Once, it would have been enough.
But he was too late.
“Adriano,” I said, “I don’t want authority over your house. I don’t want your accounts. I don’t want the staff. I don’t want another promise that arrives after the damage is done.” I held his gaze. “I want a divorce.”
The softness left him piece by piece.
He stared at me, waiting for me to bend first. When I didn’t, something colder settled over his face.
“Enough,” he said.
“I know you’ve been on edge for weeks, but you are not making this decision in a clear state of mind.” He stepped closer, not touching me now. “You’re upset, you’re worn down, and you’re turning one bad day into something permanent.”
There was no cruelty in his tone. That was what made it unbearable. He meant every word.
“You are not walking out of here alone tonight,” he continued. “Without my name on your back, without my people watching the doors, you have no idea how exposed you are.”
I said nothing.
His jaw hardened.
“I’m trying to stop you from doing something you’ll regret when you’ve calmed down.
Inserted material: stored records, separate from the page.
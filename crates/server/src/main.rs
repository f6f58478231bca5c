//! A demo point-value store server: accepts TCP connections speaking the
//! newline-delimited JSON protocol defined in [`wire`]/[`request`] and wires
//! each one to a [`pvs_session::Session`] against a shared [`StoreCore`].
//!
//! This binary only demonstrates wiring a session to a backend and driving
//! it from a trivial local listener -- the transport itself is explicitly
//! out of the core's scope; the interesting logic all lives in
//! `pvs-store`/`pvs-session`.

mod args;
mod connection;
mod metadata;
mod request;
mod wire;

use std::sync::{atomic::{AtomicU64, Ordering}, Arc};

use anyhow::Context;
use clap::Parser;
use futures::StreamExt;
use pvs_auth::{Identity, InMemoryAuthorizer};
use pvs_config::ServerConfig;
use pvs_runtime::{prod::ProdRuntime, Runtime};
use pvs_session::{wire_notifier_to_subscriptions, Session, StoreCore};
use pvs_store::{polator::PolatorRegistry, Backend};
use pvs_value::PointUuid;
use tokio::net::TcpListener;

use crate::args::Args;

struct NoPolators;

impl PolatorRegistry for NoPolators {
    fn polator_for(&self, _point_uuid: PointUuid) -> Option<Arc<dyn pvs_store::polator::Polator>> {
        None
    }

    fn is_sync_capable(&self, _point_uuid: PointUuid) -> bool {
        false
    }
}

#[tokio::main]
async fn main() -> anyhow::Result<()> {
    let args = Args::parse();
    let _tracing_guard = pvs_cmd_util::env::config_service();

    let config = match &args.config {
        Some(path) => ServerConfig::parse(
            &tokio::fs::read_to_string(path)
                .await
                .with_context(|| format!("couldn't read config file {path:?}"))?,
        )
        .with_context(|| format!("couldn't parse config file {path:?}"))?,
        None => ServerConfig::default(),
    };

    let backend: Arc<dyn Backend> = match &args.db_path {
        Some(path) => {
            let path = path.to_str().context("db path is not valid utf-8")?;
            Arc::new(
                pvs_backend_sqlite::SqliteBackend::new(path).context("opening sqlite backend")?,
            )
        },
        None => Arc::new(pvs_backend_memory::MemoryBackend::new()),
    };

    let metadata = Arc::new(metadata::ConfigMetadataStore::new(
        config.point.clone(),
        config.null_removes,
    ));

    let mut core = StoreCore::new(
        backend,
        Arc::new(InMemoryAuthorizer::new()),
        Arc::new(NoPolators),
        metadata.clone(),
        config.response_limit as i32,
        config.backend_limit,
    );
    core.store_null_removes = config.null_removes;
    core.drop_deleted = config.drop_deleted;
    core.pull_disabled = config.pull_disabled;
    core.pull_sleep = std::time::Duration::from_secs(config.pull_sleep_secs);
    core.state_groups.reload(config.state.clone());
    for listener_config in &config.updates_listener {
        tracing::info!(class = ?listener_config.class, batch_limit = listener_config.batch_limit, "updates.listener configured (metadata-loader-supplied implementations are out of this binary's demo scope)");
    }

    let core = Arc::new(core);
    wire_notifier_to_subscriptions(&core);

    if let Some(config_path) = args.config.clone() {
        let rt = ProdRuntime::new(tokio::runtime::Handle::current());
        let loader = pvs_config::ConfigLoader::new(rt, config_path)
            .await
            .context("starting config loader")?;
        let core = core.clone();
        tokio::spawn(async move {
            let mut changes = loader.subscribe();
            while let Some(config) = changes.next().await {
                tracing::info!("applying reloaded configuration");
                core.state_groups.reload(config.state.clone());
            }
            // loader is dropped here if the stream ends; kept alive by the
            // move closure for as long as this task runs.
            drop(loader);
        });
    }

    {
        let core = core.clone();
        tokio::spawn(async move {
            let sweep_session = Session::new(core.clone(), 0, Identity::anonymous());
            let mut interval = tokio::time::interval(std::time::Duration::from_secs(60));
            loop {
                interval.tick().await;
                let now = ProdRuntime::new(tokio::runtime::Handle::current())
                    .unix_timestamp()
                    .as_secs_f64() as i64;
                if let Err(e) = sweep_session.sweep(now).await {
                    pvs_common::report_error(&e);
                }
            }
        });
    }

    let addr = std::net::SocketAddr::new(args.interface, args.port);
    let listener = TcpListener::bind(addr).await.with_context(|| format!("binding to {addr}"))?;
    tracing::info!(%addr, "pvs-server listening");

    let next_session_id = Arc::new(AtomicU64::new(1));
    loop {
        let (stream, peer) = listener.accept().await.context("accepting connection")?;
        let session_id = next_session_id.fetch_add(1, Ordering::Relaxed);
        let session = Arc::new(Session::new(core.clone(), session_id, Identity::anonymous()));
        tokio::spawn(async move {
            tracing::info!(%peer, session_id, "connection accepted");
            if let Err(e) = connection::handle_connection(stream, session).await {
                tracing::warn!(%peer, session_id, error = %e, "connection ended with an error");
            }
        });
    }
}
Don’t make me lock this floor down until you come to your senses.”
Everything he took from me came dressed as protection. He had placed another woman between me and the life that was supposed to be mine because he said it made things easier. He had trusted that same woman over me while I was bleeding because he said he was preventing panic. And now he stood between me and the door, mistaking control for care.
He still believed I was safest in a cage.
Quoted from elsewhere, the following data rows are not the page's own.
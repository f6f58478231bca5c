//! The point-value data model: point UUIDs with a mutable
//! "deleted" bit, the tagged value union, state codes, and versioned point
//! values (including the `Deleted`/`Purged` tombstone subtypes).

mod point_uuid;
mod point_value;
mod state;
mod value;

pub use point_uuid::PointUuid;
pub use point_value::{PointValue, PointValueKind, VersionedValue};
pub use state::{State, StateGroup, StateValue};
pub use value::{type_code, Value};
I picked up my travel bag.
“Then let me regret it,” I said.
For the first time, disbelief crossed his face.
He had expected tears, rage, bargaining. He had not expected me to walk past him as though he no longer had the power to stop me.
But he didn’t follow.
Pride held him where he stood. So did certainty. Adriano had spent too long believing I could not survive outside the life he had built around me.
To him, this was still another emotional overreaction, the kind that burned hot and passed quickly, ending the way they always did. I would come back once the world outside frightened me enough.
My hand closed around the door handle.
Behind me, I heard him draw a breath, as though he might finally say something that mattered.
He didn’t.
I opened the door and stepped out.
The sound of it shutting behind me cracked through the penthouse like a gunshot.
Only then, alone in the silence, did Adriano seem to feel the first edge of something unfamiliar.
He slipped a hand into his coat and touched the brass lighter engraved with his initials—the one I had commissioned for him after he mentioned missing his father’s old lighter.
His phone lit up.
Viviana.
Don’t go after her, the message read. She’s upset, and she wants to force your hand.
A second message followed.
Let her cool off. Once she sees what life looks like without you, she’ll come back on her own.
Adriano stared at the screen, then closed his hand around the lighter until the metal bit into his palm.
Yes, he told himself. That was all this was.
In a day or two, I would understand what I had walked away from. I would come back shaken, tired, and ready to be reasonable.
And when I did, he would make sure I never spoke of divorce again.